Secondo l'ultimo sondaggio pubblicato dal El Pais, domenica prossima Unidos Podemos potrebbe, pur rimanendo di poco alle spalle dei popolari, surclassare il PSOE. I sondaggi impongono cautela, e sebbene finora abbiano sempre sottostimato i risultati poi notevoli di Podemos, è ben possibile che ora li sovrastimino. I media spagnoli si interrogano però sui potenziali effetti del "sorpasso", che sembrerebbe garantire i numeri per un governo progressista: uscito vincitore dal dibattito elettorale a quattro, Iglesias ha ribadito che è intenzione di Unidos Podemos governare col PSOE, mentre Sánchez, che ha una leadership fragile in un partito attraversato da tensioni, continua a non esporsi. Dall'altro lato Rajoy ha affermato che tenterà nuovamente un governo di grande coalizione proprio con i socialisti, e Rivera ha sostenuto posizioni simili, seppur con sfumature di rinnovamento. Si intravede una sorta di fronte anti-Podemos, guidato dal PP, sostenuto da C's e teso verso il PSOE: la preoccupazione dichiarata di Rivera, che di questo fronte aspira ad essere il perno centrale, è quella di "frenare il populismo".

 

Quale populismo?

Nel caso di Podemos il populismo non è però soltanto l'accusa che arriva da un establishment preoccupato, bensì una scelta consapevole, che affonda le radici nei movimenti progressisti sudamericani. Hanno tutti avuto esperienze di studio o collaborazione con governi 'bolivariani' i cinque fondatori del partito, Pablo Iglesias, Íñigo Errejón, Carolina Bescansa, Juan Carlos Monedero e Luis Alegre Zahonero. Gli studi del segretario politico Errejón, che ha analizzato la parabola politica del movimento di Evo Morales in Bolivia, si basano su una rilettura del lavoro di Ernesto Laclau e Chantal Mouffe. Intravedendo la crisi dei socialismi negli anni '80, i due studiosi hanno provato a ripensare l'emancipazione politica a partire dal concetto gramsciano di egemonia per arrivare ad un populismo di sinistra. Nella loro lettura, ogni società è attraversata da tensioni irrisolvibili, che possono compattarsi contro l'establishment quando quest'ultimo non è più in grado di soddisfare o disinnescare le numerose domande sociali che gli si contrappongono. Ma quest'aggregazione di forze contro-egemoniche (o "catena di equivalenze") può avvenire solo se una di esse, andando oltre la propria particolarità, si trasforma in un "significante vuoto" nel quale le altre possano riconoscersi. Solo così è possibile "costruire il popolo", che - come ogni identità politica - non preesiste alla propria articolazione: il populismo non è, secondo questa lettura, una semplice strategia di comunicazione, ma un processo di aggregazione di forze altrimenti inespresse che crea nuovi significanti politici. Secondo alcuni osservatori, la sovraesposizione mediatica di Iglesias è stato un consapevole e riuscito tentativo di fare del personaggio l'elemento coagulante delle forze politiche inespresse risvegliate dal 15M.

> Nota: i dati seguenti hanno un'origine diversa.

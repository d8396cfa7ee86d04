//! Pluggable compression capabilities.
//!
//! Entries only record *which* codec their payload needs. The routines themselves are
//! looked up by [`CodecId`] in a [`Codecs`] set supplied by the caller, so an archive can be
//! listed even when none of its codecs are available.

use std::{
    collections::HashMap,
    fmt,
    io::{Read, Write},
    sync::Arc,
};

use flate2::{
    read::{DeflateDecoder, ZlibDecoder},
    write::{DeflateEncoder, ZlibEncoder},
    Compression,
};
use tracing::instrument;

use crate::error::{Capability, Error, Result};

/// Names the algorithm needed to expand an entry's payload
#[derive(Debug, Copy, Clone, PartialEq, Eq, Hash, PartialOrd, Ord)]
#[non_exhaustive]
pub enum CodecId {
    /// Deflate with a zlib header and adler32 trailer
    Zlib,
    /// Raw deflate stream
    Deflate,
    /// LZMA variants
    Lzma,
    /// LZO1x
    Lzo,
    /// Byte-oriented LZSS variants
    Lzss,
    /// Run-length encodings
    Rle,
}

impl CodecId {
    /// Short lowercase name
    pub fn name(self) -> &'static str {
        match self {
            CodecId::Zlib => "zlib",
            CodecId::Deflate => "deflate",
            CodecId::Lzma => "lzma",
            CodecId::Lzo => "lzo",
            CodecId::Lzss => "lzss",
            CodecId::Rle => "rle",
        }
    }
}

impl fmt::Display for CodecId {
    fn fmt(&self, f: &mut fmt::Formatter<'_>) -> fmt::Result {
        f.write_str(self.name())
    }
}

/// A compression routine registered under a [`CodecId`]
pub trait Codec: Send + Sync {
    /// The algorithm this codec implements
    fn id(&self) -> CodecId;

    /// Expand `input`, which is expected to produce `expected_len` bytes.
    ///
    /// Implementations should stop reading output shortly past `expected_len` so a corrupt
    /// stream cannot expand without bound.
    fn decompress(&self, input: &[u8], expected_len: u64) -> Result<Vec<u8>>;

    /// Compress `input`. Codecs that can only expand keep the default.
    fn compress(&self, input: &[u8]) -> Result<Vec<u8>> {
        let _ = input;
        Err(Error::MissingCapability(Capability::Compress(self.id())))
    }
}

fn read_bounded(mut reader: impl Read, expected_len: u64) -> Result<Vec<u8>> {
    let capacity = usize::try_from(expected_len).map_err(|_| Error::InvalidLength {
        value: expected_len as i128,
        limit: None,
    })?;

    let mut output = Vec::with_capacity(capacity.min(64 * 1024 * 1024));
    reader
        .by_ref()
        .take(expected_len.saturating_add(1))
        .read_to_end(&mut output)?;
    Ok(output)
}

/// zlib wrapped deflate backed by `flate2`
#[derive(Debug, Clone, Copy)]
pub struct ZlibCodec {
    level: Compression,
}

impl ZlibCodec {
    /// Create the codec, compressing at `level`
    pub fn new(level: Compression) -> ZlibCodec {
        ZlibCodec { level }
    }
}

impl Default for ZlibCodec {
    fn default() -> Self {
        ZlibCodec::new(Compression::default())
    }
}

impl Codec for ZlibCodec {
    fn id(&self) -> CodecId {
        CodecId::Zlib
    }

    #[instrument(skip(self, input), fields(size = input.len()), err)]
    fn decompress(&self, input: &[u8], expected_len: u64) -> Result<Vec<u8>> {
        read_bounded(ZlibDecoder::new(input), expected_len)
    }

    #[instrument(skip(self, input), fields(size = input.len()), err)]
    fn compress(&self, input: &[u8]) -> Result<Vec<u8>> {
        let mut encoder = ZlibEncoder::new(Vec::new(), self.level);
        encoder.write_all(input)?;
        Ok(encoder.finish()?)
    }
}

/// Raw deflate backed by `flate2`
#[derive(Debug, Clone, Copy)]
pub struct DeflateCodec {
    level: Compression,
}

impl DeflateCodec {
    /// Create the codec, compressing at `level`
    pub fn new(level: Compression) -> DeflateCodec {
        DeflateCodec { level }
    }
}

impl Default for DeflateCodec {
    fn default() -> Self {
        DeflateCodec::new(Compression::default())
    }
}

impl Codec for DeflateCodec {
    fn id(&self) -> CodecId {
        CodecId::Deflate
    }

    #[instrument(skip(self, input), fields(size = input.len()), err)]
    fn decompress(&self, input: &[u8], expected_len: u64) -> Result<Vec<u8>> {
        read_bounded(DeflateDecoder::new(input), expected_len)
    }

    #[instrument(skip(self, input), fields(size = input.len()), err)]
    fn compress(&self, input: &[u8]) -> Result<Vec<u8>> {
        let mut encoder = DeflateEncoder::new(Vec::new(), self.level);
        encoder.write_all(input)?;
        Ok(encoder.finish()?)
    }
}

/// The set of codecs available to a caller
///
/// ```
/// use gamearc_engine::codec::{CodecId, Codecs};
///
/// let codecs = Codecs::with_defaults();
/// assert!(codecs.contains(CodecId::Zlib));
/// assert!(!codecs.contains(CodecId::Lzo));
/// assert!(!Codecs::empty().contains(CodecId::Zlib));
/// ```
#[derive(Clone, Default)]
pub struct Codecs {
    codecs: HashMap<CodecId, Arc<dyn Codec>>,
}

impl fmt::Debug for Codecs {
    fn fmt(&self, f: &mut fmt::Formatter<'_>) -> fmt::Result {
        let mut ids: Vec<_> = self.codecs.keys().collect();
        ids.sort();
        f.debug_tuple("Codecs").field(&ids).finish()
    }
}

impl Codecs {
    /// A set without any codec
    pub fn empty() -> Codecs {
        Codecs::default()
    }

    /// A set with the bundled zlib and raw deflate codecs
    pub fn with_defaults() -> Codecs {
        let mut codecs = Codecs::empty();
        codecs
            .register(ZlibCodec::default())
            .register(DeflateCodec::default());
        codecs
    }

    /// Register `codec`, replacing any codec with the same id
    pub fn register(&mut self, codec: impl Codec + 'static) -> &mut Codecs {
        self.codecs.insert(codec.id(), Arc::new(codec));
        self
    }

    /// Whether a codec is registered for `id`
    pub fn contains(&self, id: CodecId) -> bool {
        self.codecs.contains_key(&id)
    }

    /// Look up the codec registered for `id`
    pub fn get(&self, id: CodecId) -> Option<&Arc<dyn Codec>> {
        self.codecs.get(&id)
    }

    /// Expand `input` with the codec for `id`, checking the produced length.
    pub fn decompress(&self, id: CodecId, input: &[u8], expected_len: u64) -> Result<Vec<u8>> {
        let codec = self
            .get(id)
            .ok_or(Error::MissingCapability(Capability::Decompress(id)))?;

        let output = codec.decompress(input, expected_len)?;
        if output.len() as u64 != expected_len {
            return Err(Error::SizeMismatch {
                expected: expected_len,
                actual: output.len() as u64,
            });
        }
        Ok(output)
    }

    /// Compress `input` with the codec for `id`.
    pub fn compress(&self, id: CodecId, input: &[u8]) -> Result<Vec<u8>> {
        self.get(id)
            .ok_or(Error::MissingCapability(Capability::Compress(id)))?
            .compress(input)
    }
}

Fra gli interessi accademico-politici di Iglesias, d'altronde, i media hanno sempre avuto un ruolo fondamentale. Studente nella Bologna di fine anni '90, ha partecipato al movimento delle tute bianche, mettendo in luce nella sua tesi dottorale come il loro utilizzo della disobbedienza civile avesse innanzitutto la funzione di creare cortocircuiti mediatici per aprire crepe nell'ideologia dominante. Quest'ultima ha, nella lettura di Iglesias, lo stesso peso politico della nuda forza. Una simile concezione del potere rimanda naturalmente a Niccolò Machiavelli, il cui realismo immaginativo il podemita utilizza spessissimo, sia per spiegare i rapporti di forze dell'attualità politica, sia per analizzare film e serie televisive. Ed al segretario fiorentino Iglesias affianca uno dei suoi più raffinati interpreti, Antonio Gramsci. Il comunista sardo sembra essere l'autore che accomuna le diverse anime intellettuali di Podemos: ne sfoggia un adesivo sul computer Monedero, e lo cita estesamente il responsabile culturale Germán Cano. Monedero, consulente del governo venezuelano di Chávez, ha trascorso in Germania gli anni della dissoluzione della DDR, facendo di tale processo l'oggetto della sua tesi dottorale: estremamente critico con gli orrori del 'socialismo reale' e distante dall'approccio 'populista' di Laclau ed Errejón, resta forse l'anima più marxiana del gruppo fondatore, e pur essendo ora formalmente fuori della dirigenza è una delle voci più ascoltate dai militanti. Cano, attento studioso della cultura tedesca del '900, fa di Gramsci l'autore di riferimento e un testimone privilegiato per comprendere la crisi europea degli anni '20/'30, di cui mette anche in luce le numerose e preoccupanti analogie con l'attuale. 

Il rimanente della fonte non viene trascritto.